Hey everyone, wanted to share something I noticed while using Gemini for Python development that I think is worth discussing.
I’ve been asking Gemini to write Python code that uses common libraries like requests, flask, django, and cryptography. When I ask it to annotate the imports with a version comment, something like import requests # version==x.y.z, it consistently picks versions that are 1–2 years behind the current release. And a lot of them turn out to have known CVEs when I check against osv.dev.
A few examples I’ve hit:
-
requests==2.31.0— shows up almost every time I ask for it, has multiple CVEs -
pillow==10.0.0— Gemini suggested this across several different tasks I tried, also has known vulnerabilities -
flask==2.3.2andflask==2.2.5— both came up, both have CVEs
The frustrating part is that the code runs fine, installs without errors, and there’s zero indication anything is wrong unless you specifically run pip-audit afterward. So this is completely invisible to a developer who just accepts the suggestion.
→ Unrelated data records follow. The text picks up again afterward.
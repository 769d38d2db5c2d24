use serde::{Deserialize, Serialize};
use serde_json::Value;

use crate::error::{ReconcileError, ReconcileResult};

/// The user-declared target for the whole observability stack.
#[derive(Debug, Clone, Serialize, Deserialize, PartialEq)]
pub struct Observability {
    pub name: String,
    pub namespace: String,
    #[serde(default)]
    pub spec: ObservabilitySpec,
}

#[derive(Debug, Clone, Default, Serialize, Deserialize, PartialEq)]
pub struct ObservabilitySpec {
    /// Overrides the metrics engine's object name. Empty means the current
    /// default name is in use and legacy-named objects must be removed.
    #[serde(default)]
    pub prometheus_default_name: String,
    #[serde(default)]
    pub alertmanager_default_name: String,
    #[serde(default)]
    pub grafana_default_name: String,
    #[serde(default, skip_serializing_if = "Option::is_none")]
    pub self_contained: Option<SelfContained>,
    /// Dashboard service version, e.g. `7.5.11` or `v8.1`.
    #[serde(default, skip_serializing_if = "Option::is_none")]
    pub grafana_version: Option<String>,
    #[serde(default, skip_serializing_if = "Option::is_none")]
    pub prometheus_operator_resources: Option<Value>,
    #[serde(default, skip_serializing_if = "Option::is_none")]
    pub tolerations: Option<Value>,
    #[serde(default, skip_serializing_if = "Option::is_none")]
    pub affinity: Option<Value>,
    /// Extra command-line arguments for the log shipper.
    #[serde(default, skip_serializing_if = "Vec::is_empty")]
    pub log_shipper_args: Vec<String>,
}

/// Settings for clusters where the stack runs without the central
/// configuration repository and remote write targets.
#[derive(Debug, Clone, Default, Serialize, Deserialize, PartialEq)]
pub struct SelfContained {
    /// When set, the metrics operator is installed into this namespace
    /// instead of the resource's own namespace.
    #[serde(default, skip_serializing_if = "Option::is_none")]
    pub prometheus_operator_namespace: Option<String>,
    #[serde(default)]
    pub disable_repo_sync: bool,
    #[serde(default)]
    pub disable_observatorium: bool,
    /// Name of a user-provided alert routing secret that replaces the
    /// generated one.
    #[serde(default, skip_serializing_if = "Option::is_none")]
    pub alertmanager_config_secret: Option<String>,
}

impl Observability {
    pub fn new(name: &str, namespace: &str) -> Self {
        Observability {
            name: name.to_string(),
            namespace: namespace.to_string(),
            spec: ObservabilitySpec::default(),
        }
    }

    pub fn from_yaml(content: &str) -> ReconcileResult<Self> {
        let cr: Observability = serde_yaml::from_str(content)
            .map_err(|e| ReconcileError::invalid_spec(e.to_string()))?;
        cr.validate()?;
        Ok(cr)
    }

    /// Reject specifications no stage could act on.
    pub fn validate(&self) -> ReconcileResult<()> {
        if self.name.trim().is_empty() {
            return Err(ReconcileError::invalid_spec("name is empty"));
        }
        if self.namespace.trim().is_empty() {
            return Err(ReconcileError::invalid_spec("namespace is empty"));
        }
        if let Some(sc) = &self.spec.self_contained {
            if let Some(ns) = &sc.prometheus_operator_namespace {
                if ns.trim().is_empty() {
                    return Err(ReconcileError::invalid_spec(
                        "self_contained.prometheus_operator_namespace is empty",
                    ));
                }
            }
        }
        Ok(())
    }

    /// The operator is installed outside the resource's namespace.
    pub fn descoped_mode_enabled(&self) -> bool {
        self.spec
            .self_contained
            .as_ref()
            .and_then(|sc| sc.prometheus_operator_namespace.as_ref())
            .is_some()
    }

    pub fn prometheus_operator_namespace(&self) -> &str {
        self.spec
            .self_contained
            .as_ref()
            .and_then(|sc| sc.prometheus_operator_namespace.as_deref())
            .unwrap_or(&self.namespace)
    }

    pub fn external_sync_disabled(&self) -> bool {
        self.spec
            .self_contained
            .as_ref()
            .map(|sc| sc.disable_repo_sync)
            .unwrap_or(false)
    }

    pub fn observatorium_disabled(&self) -> bool {
        self.spec
            .self_contained
            .as_ref()
            .map(|sc| sc.disable_observatorium)
            .unwrap_or(false)
    }

    pub fn alertmanager_config_secret(&self) -> Option<&str> {
        self.spec
            .self_contained
            .as_ref()
            .and_then(|sc| sc.alertmanager_config_secret.as_deref())
            .filter(|s| !s.is_empty())
    }
}
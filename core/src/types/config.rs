use serde::{Deserialize, Serialize};

#[derive(Debug, Clone, Copy, Serialize, Deserialize, PartialEq, Eq)]
#[serde(rename_all = "snake_case")]
pub enum BackoffStrategy {
    Exponential,
    Linear,
    Fixed,
}

/// Controller settings. Every field has a default, so a settings file only
/// needs to name what it changes.
#[derive(Debug, Clone, Serialize, Deserialize, PartialEq)]
#[serde(default)]
pub struct Settings {
    /// Fetch-mutate-submit rounds the applier attempts before giving up on a
    /// conflicting object.
    pub max_apply_attempts: u32,
    /// Deadline for all store calls of one tick.
    pub store_timeout_ms: u64,
    /// Requeue delay while a stage reports `in_progress`.
    pub poll_interval_ms: u64,
    /// Consecutive failed ticks before failures are escalated in the log.
    pub max_retries: u32,
    pub backoff_strategy: BackoffStrategy,
    pub base_delay_ms: u64,
    /// Upper bound on any requeue delay. Also the delay after fatal errors.
    pub max_delay_ms: u64,
    pub status_path: String,
    pub log_filter: String,
}

impl Default for Settings {
    fn default() -> Self {
        Settings {
            max_apply_attempts: 3,
            store_timeout_ms: 30_000,
            poll_interval_ms: 5_000,
            max_retries: 5,
            backoff_strategy: BackoffStrategy::Exponential,
            base_delay_ms: 1_000,
            max_delay_ms: 300_000,
            status_path: "observability-status.json".into(),
            log_filter: "info".into(),
        }
    }
}
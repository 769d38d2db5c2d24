//! Convergence engine: brings live objects to the desired state.
//!
//! The `apply` module performs fetch-mutate-submit for one object, `poll`
//! answers readiness questions without blocking, `orchestrator` runs the
//! stage list once per tick and `retry` computes requeue backoff.

pub mod apply;
pub mod orchestrator;
pub mod poll;
pub mod retry;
I did some digging and checked how often this happens across a range of tasks . Roughly half of the Python tasks I tested had at least one Gemini-suggested version carrying a known CVE. And most of those CVEs were already publicly disclosed before Gemini’s training cutoff, so this isn’t purely a “the model didn’t know yet” situation.
The pattern seems to be that Gemini gravitates toward versions that were popular when the model was trained, which makes sense, since those versions have more coverage in documentation, Stack Overflow answers, etc. But those same popular versions are also the ones that have had time to accumulate unpatched CVEs.
A quick workaround I’ve tried: if you explicitly say something like “use the latest CVE-free version from pypi” in your prompt, Gemini cannot gain some notable changes, some external tools is needed.
Questions for the community (and hopefully Google):
-
Has anyone else noticed this pattern?
-
Is there any plan to integrate something like an OSV or GitHub Advisory check into version suggestions?
-
Would it be feasible to add this as a Gemini API option — like a flag that says “prefer secure versions when generating dependency annotations”?
I think this is a pretty significant issue for anyone using Gemini to scaffold production Python code, especially since the code looks correct and the CI pipeline won’t catch it unless you’ve got pip-audit or Dependabot set up specifically for this.
Happy to share more specific examples if helpful.